▶ **The records**
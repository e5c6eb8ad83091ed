// SPDX-License-Identifier: Apache-2.0
// Copyright (c) 2025 Polyframe Inc.

//! Asset recipes
//!
//! A recipe turns a seed into a concrete [`AssetPlan`]: base primitive, pass
//! list, material and export formats. All random draws happen here, through a
//! `StdRng` seeded from the asset seed, so a plan is a pure function of
//! `(recipe, seed, inputs)`.

use crate::error::{SculptError, SculptResult};
use crate::geometry::{Mesh, Primitive};
use crate::io::{ExportFormat, ExportOptions, MaterialDesc};
use crate::sculpt::{
    AssetStore, Axis, ImageDisplace, Manifest, NoiseDisplace, NoiseField, Pipeline, RadialJitter,
    RecalculateNormals, Scale, SculptOutput, Smooth, Solidify, Subdivide, ThresholdCarve,
};
use nalgebra::Vector3;
use rand::rngs::StdRng;
use rand::{Rng, SeedableRng};
use serde::{Deserialize, Serialize};
use std::fmt;
use std::path::{Path, PathBuf};
use std::str::FromStr;
use tracing::warn;

const GOLD: [f64; 3] = [0.831, 0.686, 0.216];
const SILVER: [f64; 3] = [0.8, 0.85, 0.9];

#[derive(Debug, Clone, Copy, PartialEq, Eq, Hash, Serialize, Deserialize)]
#[serde(rename_all = "snake_case")]
pub enum Recipe {
    Asteroid,
    SimpleAsteroid,
    Coin,
    ThickCoin,
    ReliefCoin,
    CleanCoin,
    ExtrudedCoin,
}

impl Recipe {
    pub const ALL: [Recipe; 7] = [
        Recipe::Asteroid,
        Recipe::SimpleAsteroid,
        Recipe::Coin,
        Recipe::ThickCoin,
        Recipe::ReliefCoin,
        Recipe::CleanCoin,
        Recipe::ExtrudedCoin,
    ];

    pub fn name(self) -> &'static str {
        match self {
            Recipe::Asteroid => "asteroid",
            Recipe::SimpleAsteroid => "simple_asteroid",
            Recipe::Coin => "coin",
            Recipe::ThickCoin => "thick_coin",
            Recipe::ReliefCoin => "relief_coin",
            Recipe::CleanCoin => "clean_coin",
            Recipe::ExtrudedCoin => "extruded_coin",
        }
    }

    pub fn description(self) -> &'static str {
        match self {
            Recipe::Asteroid => "noise-displaced icosphere with cellular and cloud layers",
            Recipe::SimpleAsteroid => "icosphere with per-vertex radial jitter",
            Recipe::Coin => "thin silver disc",
            Recipe::ThickCoin => "thicker silver disc",
            Recipe::ReliefCoin => "gold relief carved from a height map",
            Recipe::CleanCoin => "smoothed gold relief carved from a height map",
            Recipe::ExtrudedCoin => "gold disc with a raised height-map relief on top",
        }
    }

    /// Whether the recipe reads the height map image
    pub fn uses_height_map(self) -> bool {
        matches!(
            self,
            Recipe::ReliefCoin | Recipe::CleanCoin | Recipe::ExtrudedCoin
        )
    }

    /// Resolve every random parameter for one asset
    pub fn plan(self, seed: u64, inputs: &RecipeInputs) -> AssetPlan {
        let mut rng = StdRng::seed_from_u64(seed);
        let pipeline = Pipeline::new().with_provenance(self.name(), seed);

        let mut plan = AssetPlan {
            recipe: self,
            seed,
            base: Primitive::icosphere(1.0, 1),
            pipeline,
            join: None,
            material: None,
            format: ExportFormat::Obj,
            fallback: None,
        };

        match self {
            Recipe::Asteroid => {
                plan.base = Primitive::icosphere(1.0, rng.gen_range(1..=2));
                plan.pipeline.push(Scale::new(
                    0.8 + rng.gen::<f64>() * 0.4,
                    0.7 + rng.gen::<f64>() * 0.6,
                    0.8 + rng.gen::<f64>() * 0.4,
                ));

                // Large rocky cells, then fine cloud detail
                let cells = NoiseField::cellular(rng.gen(), rng.gen_range(2.0..4.0));
                plan.pipeline
                    .push(NoiseDisplace::new(cells, rng.gen_range(0.1..0.25)));
                let clouds = NoiseField::clouds(rng.gen(), rng.gen_range(1.0..2.5));
                plan.pipeline
                    .push(NoiseDisplace::new(clouds, rng.gen_range(0.05..0.15)));

                if rng.gen::<f64>() > 0.5 {
                    plan.pipeline.push(Subdivide { iterations: 1 });
                    plan.pipeline.push(Smooth::new(0.5, 1));
                }
                plan.pipeline.push(RecalculateNormals::default());

                let mut material = MaterialDesc::new(
                    "asteroid",
                    [0.45, 0.42, 0.4],
                    rng.gen_range(0.0..0.1),
                    rng.gen_range(0.9..1.0),
                );
                material.texture = inputs.asteroid_texture.clone();
                plan.material = Some(material);
                plan.format = ExportFormat::Glb;
                plan.fallback = Some(ExportFormat::Obj);
            }
            Recipe::SimpleAsteroid => {
                plan.base = Primitive::icosphere(1.0, rng.gen_range(1..=2));
                plan.pipeline.push(Scale::new(
                    0.7 + rng.gen::<f64>() * 0.6,
                    0.7 + rng.gen::<f64>() * 0.6,
                    0.7 + rng.gen::<f64>() * 0.6,
                ));
                plan.pipeline.push(RadialJitter {
                    seed: rng.gen(),
                    min_strength: 0.05,
                    max_strength: 0.15,
                });
                plan.pipeline.push(RecalculateNormals::default());
            }
            Recipe::Coin => {
                plan.base = Primitive::cylinder(1.0, 0.1, 64);
                plan.pipeline.push(RecalculateNormals::default());
                plan.material = Some(MaterialDesc::new("coin_silver", SILVER, 0.95, 0.1));
            }
            Recipe::ThickCoin => {
                plan.base = Primitive::cylinder(1.0, 0.15, 64);
                plan.pipeline.push(RecalculateNormals::default());
                plan.material = Some(MaterialDesc::new("coin_silver", SILVER, 0.9, 0.2));
            }
            Recipe::ReliefCoin => {
                plan.base = Primitive::plane(2.0, 1, 1);
                plan.pipeline.push(Subdivide { iterations: 7 });
                // Black stays flat, white rises
                plan.pipeline
                    .push(ImageDisplace::new(&inputs.height_map, 0.0, 0.15));
                plan.pipeline.push(ThresholdCarve::new(Axis::Z, 0.01));
                plan.pipeline.push(RecalculateNormals::default());
                plan.pipeline.push(Solidify::new(0.05, 0.0));
                plan.material = Some(MaterialDesc::new("coin_gold", GOLD, 1.0, 0.15));
            }
            Recipe::CleanCoin => {
                plan.base = Primitive::plane(2.0, 1, 1);
                plan.pipeline.push(Subdivide { iterations: 6 });
                plan.pipeline
                    .push(ImageDisplace::new(&inputs.height_map, 0.5, 0.08));
                plan.pipeline.push(ThresholdCarve::new(Axis::Z, 0.035));
                plan.pipeline.push(Smooth::new(0.5, 3));
                plan.pipeline.push(RecalculateNormals::default());
                plan.pipeline.push(Solidify::new(0.04, 0.0));
                plan.pipeline.push(Smooth::new(0.5, 5));
                plan.material = Some(MaterialDesc::new("coin_gold", GOLD, 1.0, 0.2));
            }
            Recipe::ExtrudedCoin => {
                plan.base = Primitive::plane(1.8, 1, 1);
                plan.pipeline.push(Subdivide { iterations: 6 });
                plan.pipeline
                    .push(ImageDisplace::new(&inputs.height_map, 0.5, 0.1));
                plan.pipeline.push(ThresholdCarve::new(Axis::Z, 0.08));
                plan.pipeline.push(Smooth::new(0.3, 2));
                plan.pipeline.push(RecalculateNormals::default());
                plan.pipeline.push(Solidify::new(0.03, 1.0));
                plan.join = Some(Join {
                    primitive: Primitive::cylinder(1.0, 0.15, 64),
                    offset: [0.0, 0.0, 0.075],
                });
                plan.material = Some(MaterialDesc::new("coin_gold", GOLD, 1.0, 0.15));
            }
        }

        plan
    }
}

impl fmt::Display for Recipe {
    fn fmt(&self, f: &mut fmt::Formatter<'_>) -> fmt::Result {
        f.write_str(self.name())
    }
}

impl FromStr for Recipe {
    type Err = String;

    fn from_str(s: &str) -> Result<Self, Self::Err> {
        let wanted = s.trim().to_ascii_lowercase().replace('-', "_");
        Recipe::ALL
            .into_iter()
            .find(|r| r.name() == wanted)
            .ok_or_else(|| {
                let known: Vec<&str> = Recipe::ALL.iter().map(|r| r.name()).collect();
                format!("unknown recipe '{}' (expected one of: {})", s, known.join(", "))
            })
    }
}

/// External files recipes may refer to
#[derive(Debug, Clone, PartialEq)]
pub struct RecipeInputs {
    pub height_map: PathBuf,
    pub asteroid_texture: Option<PathBuf>,
}

impl Default for RecipeInputs {
    fn default() -> Self {
        Self {
            height_map: PathBuf::from("assets/logo.png"),
            asteroid_texture: None,
        }
    }
}

/// The sculpted mesh is moved by `offset` and appended to `primitive`
#[derive(Debug, Clone, PartialEq, Serialize, Deserialize)]
pub struct Join {
    pub primitive: Primitive,
    pub offset: [f64; 3],
}

/// Everything needed to build and export one asset
#[derive(Debug, Clone, PartialEq, Serialize, Deserialize)]
pub struct AssetPlan {
    pub recipe: Recipe,
    pub seed: u64,
    pub base: Primitive,
    pub pipeline: Pipeline,
    pub join: Option<Join>,
    pub material: Option<MaterialDesc>,
    pub format: ExportFormat,
    pub fallback: Option<ExportFormat>,
}

impl AssetPlan {
    /// Run the pipeline and apply the join, if any.
    ///
    /// When joining, a relief carved away entirely is accepted: the joined
    /// primitive is returned alone and the manifest carries a warning.
    pub fn build(&self, assets: &mut AssetStore) -> SculptResult<SculptOutput> {
        let mut records = Vec::new();
        let sculpted = self
            .pipeline
            .run_recorded(self.base.to_mesh(), assets, &mut records);

        let Some(join) = &self.join else {
            return sculpted;
        };

        let mut mesh = join.primitive.to_mesh();
        let mut manifest = match sculpted {
            Ok(mut output) => {
                output.mesh.translate(Vector3::from(join.offset));
                mesh.merge(&output.mesh);
                output.manifest
            }
            Err(SculptError::EmptyMeshResult {
                pass,
                remaining_vertices,
                ..
            }) => {
                warn!(
                    recipe = self.recipe.name(),
                    seed = self.seed,
                    %pass,
                    "relief carved away, keeping base only"
                );
                let mut manifest = Manifest::new(records, &Mesh::new());
                manifest.recipe = Some(self.recipe.name().to_string());
                manifest.seed = Some(self.seed);
                manifest.warnings.push(format!(
                    "relief discarded: pass `{}` left {} vertices",
                    pass, remaining_vertices
                ));
                manifest
            }
            Err(other) => return Err(other),
        };

        manifest.refresh(&mesh);
        Ok(SculptOutput { mesh, manifest })
    }

    pub fn export_options(&self) -> ExportOptions {
        ExportOptions {
            material: self.material.clone(),
        }
    }
}

/// A user-declared asset loaded from TOML: base primitive, pass list and material
#[derive(Debug, Clone, PartialEq, Serialize, Deserialize)]
pub struct CustomRecipe {
    pub base: Primitive,
    #[serde(flatten)]
    pub pipeline: Pipeline,
    #[serde(default)]
    pub material: Option<MaterialDesc>,
}

impl CustomRecipe {
    pub fn from_file(path: impl AsRef<Path>) -> anyhow::Result<Self> {
        use anyhow::Context;

        let content = std::fs::read_to_string(path.as_ref())
            .with_context(|| format!("Failed to read pipeline file: {:?}", path.as_ref()))?;
        let recipe: CustomRecipe = toml::from_str(&content)
            .with_context(|| format!("Failed to parse pipeline file: {:?}", path.as_ref()))?;
        Ok(recipe)
    }

    pub fn build(&self, assets: &mut AssetStore) -> SculptResult<SculptOutput> {
        self.pipeline.run(self.base.to_mesh(), assets)
    }

    pub fn export_options(&self) -> ExportOptions {
        ExportOptions {
            material: self.material.clone(),
        }
    }
}

/// Seed of the `index`-th asset in a batch
pub fn asset_seed(base_seed: u64, index: usize) -> u64 {
    base_seed.wrapping_add(index as u64)
}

▶ **Problem description**
Whenever a line in the records contains the word "cylinder", copy that line.

▶ **Solution to this problem**
                plan.base = Primitive::cylinder(1.0, 0.1, 64);
                plan.base = Primitive::cylinder(1.0, 0.15, 64);
                    primitive: Primitive::cylinder(1.0, 0.15, 64),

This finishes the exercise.